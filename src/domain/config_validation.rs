//! Configuration validation.
//!
//! Runs once when a run config or profile is loaded; nothing downstream
//! re-checks these ranges.

use super::config::{Profile, RunConfig};
use super::error::TraderError;

pub fn validate_run_config(config: &RunConfig) -> Result<(), TraderError> {
    validate_balance(config)?;
    validate_costs(config)?;
    validate_tiers(config)?;
    validate_search(config)?;
    validate_live(config)?;
    Ok(())
}

pub fn validate_profile(profile: &Profile, section: &str) -> Result<(), TraderError> {
    validate_lookbacks(profile, section)?;
    validate_rsi_band(profile, section)?;
    validate_risk(profile, section)?;
    Ok(())
}

fn validate_balance(config: &RunConfig) -> Result<(), TraderError> {
    let b = &config.backtest;
    if !(b.initial_balance > 0.0) {
        return Err(TraderError::config_invalid(
            "backtest",
            "initial_balance",
            "initial_balance must be positive",
        ));
    }
    if !(b.trade_size > 0.0) {
        return Err(TraderError::config_invalid(
            "backtest",
            "trade_size",
            "trade_size must be positive",
        ));
    }
    Ok(())
}

fn validate_costs(config: &RunConfig) -> Result<(), TraderError> {
    check_fraction("backtest", "commission_pct", config.backtest.commission_pct)
}

fn validate_tiers(config: &RunConfig) -> Result<(), TraderError> {
    let d = &config.decision;
    for (key, list) in [
        ("macro_timeframes", &d.tiers.macro_timeframes),
        ("trend_timeframes", &d.tiers.trend_timeframes),
        ("execution_timeframes", &d.tiers.execution_timeframes),
    ] {
        if list.is_empty() {
            return Err(TraderError::config_invalid(
                "decision",
                key,
                "at least one timeframe is required",
            ));
        }
    }
    if d.tiers.trend_threshold < 0.0 || d.tiers.execution_threshold < 0.0 {
        return Err(TraderError::config_invalid(
            "decision",
            "execution_threshold",
            "tier thresholds must be non-negative",
        ));
    }
    if d.matrix_threshold == 0 || d.matrix_threshold > 10 {
        return Err(TraderError::config_invalid(
            "decision",
            "matrix_threshold",
            "matrix_threshold must be between 1 and 10",
        ));
    }
    Ok(())
}

fn validate_search(config: &RunConfig) -> Result<(), TraderError> {
    if config.search.trials == 0 {
        return Err(TraderError::config_invalid(
            "search",
            "trials",
            "trials must be at least 1",
        ));
    }
    Ok(())
}

fn validate_live(config: &RunConfig) -> Result<(), TraderError> {
    let risk = config.live.risk_per_trade;
    if !(risk > 0.0 && risk < 1.0) {
        return Err(TraderError::config_invalid(
            "live",
            "risk_per_trade",
            "risk_per_trade must be in (0, 1)",
        ));
    }
    if config.live.bar_limit == 0 {
        return Err(TraderError::config_invalid(
            "live",
            "bar_limit",
            "bar_limit must be at least 1",
        ));
    }
    Ok(())
}

fn validate_lookbacks(profile: &Profile, section: &str) -> Result<(), TraderError> {
    let i = &profile.scoring.indicators;
    for (key, value) in [
        ("ema_fast", i.ema_fast),
        ("ema_slow", i.ema_slow),
        ("rsi_length", i.rsi_length),
        ("volume_window", i.volume_window),
        ("macd_fast", i.macd_fast),
        ("macd_slow", i.macd_slow),
        ("macd_signal", i.macd_signal),
        ("bollinger_window", i.bollinger_window),
        ("adx_length", i.adx_length),
        ("mean_rev_length", i.mean_rev_length),
    ] {
        if value < 1 {
            return Err(TraderError::config_invalid(
                section,
                key,
                format!("{} must be at least 1", key),
            ));
        }
    }
    Ok(())
}

fn validate_rsi_band(profile: &Profile, section: &str) -> Result<(), TraderError> {
    let t = &profile.scoring.thresholds;
    let in_range = |v: f64| (0.0..=100.0).contains(&v);
    if !in_range(t.rsi_oversold) || !in_range(t.rsi_overbought) {
        return Err(TraderError::config_invalid(
            section,
            "rsi_oversold",
            "rsi thresholds must be within [0, 100]",
        ));
    }
    if t.rsi_oversold >= t.rsi_overbought {
        return Err(TraderError::config_invalid(
            section,
            "rsi_oversold",
            "rsi_oversold must be below rsi_overbought",
        ));
    }
    Ok(())
}

fn validate_risk(profile: &Profile, section: &str) -> Result<(), TraderError> {
    check_fraction(section, "stoploss", profile.risk.stop_loss_pct)?;
    check_fraction(section, "takeprofit", profile.risk.take_profit_pct)?;
    check_fraction(section, "trailing", profile.risk.trailing_pct)?;
    Ok(())
}

/// Percentages are fractions in [0, 1).
fn check_fraction(section: &str, key: &str, value: f64) -> Result<(), TraderError> {
    if !(0.0..1.0).contains(&value) {
        return Err(TraderError::config_invalid(
            section,
            key,
            format!("{} must be in [0, 1)", key),
        ));
    }
    Ok(())
}

#[cfg(test)]
mod tests {
    use super::*;

    fn assert_invalid(result: Result<(), TraderError>, expected_key: &str) {
        match result {
            Err(TraderError::ConfigInvalid { key, .. }) => assert_eq!(key, expected_key),
            other => panic!("expected ConfigInvalid for {}, got {:?}", expected_key, other),
        }
    }

    #[test]
    fn defaults_are_valid() {
        assert!(validate_run_config(&RunConfig::default()).is_ok());
        assert!(validate_profile(&Profile::default(), "defaults").is_ok());
    }

    #[test]
    fn non_positive_balance() {
        let mut c = RunConfig::default();
        c.backtest.initial_balance = 0.0;
        assert_invalid(validate_run_config(&c), "initial_balance");
    }

    #[test]
    fn nan_trade_size() {
        let mut c = RunConfig::default();
        c.backtest.trade_size = f64::NAN;
        assert_invalid(validate_run_config(&c), "trade_size");
    }

    #[test]
    fn commission_out_of_range() {
        let mut c = RunConfig::default();
        c.backtest.commission_pct = 1.5;
        assert_invalid(validate_run_config(&c), "commission_pct");
    }

    #[test]
    fn empty_tier() {
        let mut c = RunConfig::default();
        c.decision.tiers.trend_timeframes.clear();
        assert_invalid(validate_run_config(&c), "trend_timeframes");
    }

    #[test]
    fn matrix_threshold_bounds() {
        let mut c = RunConfig::default();
        c.decision.matrix_threshold = 11;
        assert_invalid(validate_run_config(&c), "matrix_threshold");
    }

    #[test]
    fn zero_trials() {
        let mut c = RunConfig::default();
        c.search.trials = 0;
        assert_invalid(validate_run_config(&c), "trials");
    }

    #[test]
    fn live_risk_bounds() {
        let mut c = RunConfig::default();
        c.live.risk_per_trade = 1.0;
        assert_invalid(validate_run_config(&c), "risk_per_trade");
    }

    #[test]
    fn zero_lookback() {
        let mut p = Profile::default();
        p.scoring.indicators.rsi_length = 0;
        assert_invalid(validate_profile(&p, "BTCUSDT@1h"), "rsi_length");
    }

    #[test]
    fn inverted_rsi_band() {
        let mut p = Profile::default();
        p.scoring.thresholds.rsi_oversold = 80.0;
        assert_invalid(validate_profile(&p, "defaults"), "rsi_oversold");
    }

    #[test]
    fn negative_stop() {
        let mut p = Profile::default();
        p.risk.stop_loss_pct = -0.01;
        assert_invalid(validate_profile(&p, "defaults"), "stoploss");
    }
}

Try it> Look over the listing and return each line that holds "decision".

Solved problem>
    let d = &config.decision;
                "decision",
            "decision",
            "decision",
        c.decision.tiers.trend_timeframes.clear();
        c.decision.matrix_threshold = 11;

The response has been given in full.